Presserechtlicher Auskunftsanspruch bei Bundesbehörden
Journalist:innen haben die Aufgabe, Informationen zu beschaffen, einzuordnen und zu verbreiten und so am gesamtgesellschaftlichen Meinungsbildungsprozess mitzuwirken. Dafür sind sie auch auf Informationen angewiesen, die ihnen nur Behörden zur Verfügung stellen können.

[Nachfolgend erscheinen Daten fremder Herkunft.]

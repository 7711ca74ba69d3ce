use sea_orm::entity::prelude::*;
use serde::{Deserialize, Serialize};

/// Unique per `(district_id, name)`; the index is created in `seed::ensure_indexes`.
#[sea_orm::model]
#[derive(Clone, Debug, PartialEq, Eq, DeriveEntityModel, Serialize, Deserialize)]
#[sea_orm(table_name = "school")]
pub struct Model {
    #[sea_orm(primary_key)]
    pub id: i32,

    pub name: String,
    pub address: Option<String>,
    /// One of: Assamese, English, Both.
    pub medium: Option<String>,
    /// `active` or `inactive`.
    pub status: String,

    pub district_id: i32,
    #[sea_orm(belongs_to, from = "district_id", to = "id")]
    pub district: HasOne<super::district::Entity>,

    #[sea_orm(has_many)]
    pub registrations: HasMany<super::registration::Entity>,

    pub created_at: DateTimeUtc,
    pub updated_at: DateTimeUtc,
}

impl ActiveModelBehavior for ActiveModel {}
pub mod auth;
pub mod client_ip;
pub mod json;
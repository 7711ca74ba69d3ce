use axum::{
    Json,
    extract::{FromRequest, Request, rejection::JsonRejection},
};
use serde::de::DeserializeOwned;

use crate::error::AppError;

/// JSON body extractor whose rejections surface as `VALIDATION_ERROR`
/// instead of axum's plain-text responses.
pub struct AppJson<T>(pub T);

impl<S, T> FromRequest<S> for AppJson<T>
where
    Json<T>: FromRequest<S, Rejection = JsonRejection>,
    T: DeserializeOwned,
    S: Send + Sync,
{
    type Rejection = AppError;

    async fn from_request(req: Request, state: &S) -> Result<Self, Self::Rejection> {
        match Json::<T>::from_request(req, state).await {
            Ok(Json(value)) => Ok(AppJson(value)),
            Err(rejection) => {
                tracing::debug!(status = %rejection.status(), "Rejected request body");
                Err(AppError::Validation(rejection.body_text()))
            }
        }
    }
}
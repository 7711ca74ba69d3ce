use axum::Json;
use axum::extract::{Path, Query, State};
use axum::http::StatusCode;
use axum::response::IntoResponse;
use sea_orm::*;
use tracing::instrument;

use crate::entity::{registration, school};
use crate::error::{AppError, ErrorBody};
use crate::extractors::auth::AuthUser;
use crate::extractors::json::AppJson;
use crate::models::school::*;
use crate::models::shared::ACTIVE;
use crate::state::AppState;
use crate::utils::lookup::{find_district, find_school, find_school_for_update};

fn duplicate_name(e: DbErr) -> AppError {
    match e.sql_err() {
        Some(SqlErr::UniqueConstraintViolation(_)) => {
            AppError::Conflict("A school with this name already exists in the district".into())
        }
        _ => e.into(),
    }
}

#[utoipa::path(
    get,
    path = "/",
    tag = "Schools",
    operation_id = "listSchools",
    summary = "List schools",
    description = "Returns schools ordered by name, optionally limited to one district.",
    params(SchoolListQuery),
    responses(
        (status = 200, description = "Schools", body = Vec<SchoolResponse>),
        (status = 401, description = "Unauthorized (TOKEN_MISSING, TOKEN_INVALID)", body = ErrorBody),
    ),
    security(("jwt" = [])),
)]
#[instrument(skip(state, _auth_user, query))]
pub async fn list_schools(
    _auth_user: AuthUser,
    State(state): State<AppState>,
    Query(query): Query<SchoolListQuery>,
) -> Result<Json<Vec<SchoolResponse>>, AppError> {
    let mut select = school::Entity::find();
    if let Some(district_id) = query.district_id {
        select = select.filter(school::Column::DistrictId.eq(district_id));
    }
    let rows = select
        .order_by_asc(school::Column::Name)
        .all(&state.db)
        .await?;
    Ok(Json(rows.into_iter().map(Into::into).collect()))
}

#[utoipa::path(
    post,
    path = "/",
    tag = "Schools",
    operation_id = "createSchool",
    summary = "Create a school",
    description = "Requires `reference:create` permission. The district must exist. Returns 409 when the district already has a school with this name.",
    request_body = CreateSchoolRequest,
    responses(
        (status = 201, description = "School created", body = SchoolResponse),
        (status = 400, description = "Validation error (VALIDATION_ERROR)", body = ErrorBody),
        (status = 401, description = "Unauthorized (TOKEN_MISSING, TOKEN_INVALID)", body = ErrorBody),
        (status = 403, description = "Forbidden (PERMISSION_DENIED)", body = ErrorBody),
        (status = 404, description = "District not found (NOT_FOUND)", body = ErrorBody),
        (status = 409, description = "Duplicate name (CONFLICT)", body = ErrorBody),
    ),
    security(("jwt" = [])),
)]
#[instrument(skip(state, auth_user, payload), fields(name = %payload.name, district_id = payload.district_id))]
pub async fn create_school(
    auth_user: AuthUser,
    State(state): State<AppState>,
    AppJson(payload): AppJson<CreateSchoolRequest>,
) -> Result<impl IntoResponse, AppError> {
    auth_user.require_permission("reference:create")?;
    validate_create_school(&payload)?;
    find_district(&state.db, payload.district_id).await?;

    let now = chrono::Utc::now();
    let model = school::ActiveModel {
        name: Set(payload.name.trim().to_string()),
        district_id: Set(payload.district_id),
        address: Set(payload.address.map(|a| a.trim().to_string())),
        medium: Set(payload.medium),
        status: Set(payload.status.unwrap_or_else(|| ACTIVE.into())),
        created_at: Set(now),
        updated_at: Set(now),
        ..Default::default()
    }
    .insert(&state.db)
    .await
    .map_err(duplicate_name)?;

    tracing::info!(school_id = model.id, "School created");
    Ok((StatusCode::CREATED, Json(SchoolResponse::from(model))))
}

#[utoipa::path(
    patch,
    path = "/{id}",
    tag = "Schools",
    operation_id = "updateSchool",
    summary = "Update a school",
    description = "Partially updates a school. Requires `reference:manage` permission.",
    params(("id" = i32, Path, description = "School ID")),
    request_body = UpdateSchoolRequest,
    responses(
        (status = 200, description = "School updated", body = SchoolResponse),
        (status = 400, description = "Validation error (VALIDATION_ERROR)", body = ErrorBody),
        (status = 401, description = "Unauthorized (TOKEN_MISSING, TOKEN_INVALID)", body = ErrorBody),
        (status = 403, description = "Forbidden (PERMISSION_DENIED)", body = ErrorBody),
        (status = 404, description = "School or district not found (NOT_FOUND)", body = ErrorBody),
        (status = 409, description = "Duplicate name (CONFLICT)", body = ErrorBody),
    ),
    security(("jwt" = [])),
)]
#[instrument(skip(state, auth_user, payload), fields(id))]
pub async fn update_school(
    auth_user: AuthUser,
    State(state): State<AppState>,
    Path(id): Path<i32>,
    AppJson(payload): AppJson<UpdateSchoolRequest>,
) -> Result<Json<SchoolResponse>, AppError> {
    auth_user.require_permission("reference:manage")?;
    validate_update_school(&payload)?;

    if payload == UpdateSchoolRequest::default() {
        return Ok(Json(find_school(&state.db, id).await?.into()));
    }

    let txn = state.db.begin().await?;
    let mut active: school::ActiveModel = find_school_for_update(&txn, id).await?.into();
    if let Some(district_id) = payload.district_id {
        find_district(&txn, district_id).await?;
        active.district_id = Set(district_id);
    }
    if let Some(ref name) = payload.name {
        active.name = Set(name.trim().to_string());
    }
    if let Some(address) = payload.address {
        active.address = Set(Some(address.trim().to_string()));
    }
    if let Some(medium) = payload.medium {
        active.medium = Set(Some(medium));
    }
    if let Some(status) = payload.status {
        active.status = Set(status);
    }
    active.updated_at = Set(chrono::Utc::now());

    let model = active.update(&txn).await.map_err(duplicate_name)?;
    txn.commit().await?;

    Ok(Json(model.into()))
}

#[utoipa::path(
    delete,
    path = "/{id}",
    tag = "Schools",
    operation_id = "deleteSchool",
    summary = "Delete a school",
    description = "Requires `reference:manage` permission. Returns 409 while registrations reference the school.",
    params(("id" = i32, Path, description = "School ID")),
    responses(
        (status = 204, description = "School deleted"),
        (status = 401, description = "Unauthorized (TOKEN_MISSING, TOKEN_INVALID)", body = ErrorBody),
        (status = 403, description = "Forbidden (PERMISSION_DENIED)", body = ErrorBody),
        (status = 404, description = "School not found (NOT_FOUND)", body = ErrorBody),
        (status = 409, description = "School has registrations (CONFLICT)", body = ErrorBody),
    ),
    security(("jwt" = [])),
)]
#[instrument(skip(state, auth_user), fields(id))]
pub async fn delete_school(
    auth_user: AuthUser,
    State(state): State<AppState>,
    Path(id): Path<i32>,
) -> Result<impl IntoResponse, AppError> {
    auth_user.require_permission("reference:manage")?;

    let txn = state.db.begin().await?;
    find_school_for_update(&txn, id).await?;

    let registrations = registration::Entity::find()
        .filter(registration::Column::SchoolId.eq(id))
        .count(&txn)
        .await?;
    if registrations > 0 {
        return Err(AppError::Conflict(format!(
            "School still has {registrations} registration(s)"
        )));
    }

    school::Entity::delete_by_id(id).exec(&txn).await?;
    txn.commit().await?;
    Ok(StatusCode::NO_CONTENT)
}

Während es in den Ländern seit Jahrzehnten etablierte Landespressegesetze gibt, die es Journalist:innen ermöglichen, an wichtige Behörden-Informationen zu gelangen, fehlt noch immer ein Bundesgesetz, das einen presserechtlichen Informationsanspruch gegenüber Bundesbehörden vorsieht. Dabei hat das Bundesverwaltungsgericht schon vor über zehn Jahren festgestellt, dass dieser fehlt. Bis dahin wurden Ansprüche gegenüber Bundesbehörden auf die Landespressegesetze gestützt. Nun müssen sich Journalist:innen unmittelbar auf die Verfassung (Art. 5 Abs. 1 Satz 2 GG) berufen, wenn sie Auskunft verlangen wollen.
Das führt in der Praxis zu erheblicher Rechtsunsicherheit sowohl bei den Medien als auch bei den Behörden. Denn Journalist:innen, die wissen wollen, was ihr Recht ist, können nicht einfach das Gesetz aufschlagen, sondern müssen sich durch viele Urteile arbeiten. Diese Unsicherheit und die damit verbundenen Kosten zur Durchsetzung von Informationsansprüchen gefährden die sorgfältige Recherche und damit die Pressefreiheit. Es braucht daher ein entsprechendes Gesetz.
Wie das ausgestaltet werden könnte, hat der DJV bereits sehr konkret formuliert und in Form eines Gesetzesvorschlags der Beauftragten der Bundesregierung für Kultur und Medien (BKM) unterbreitet.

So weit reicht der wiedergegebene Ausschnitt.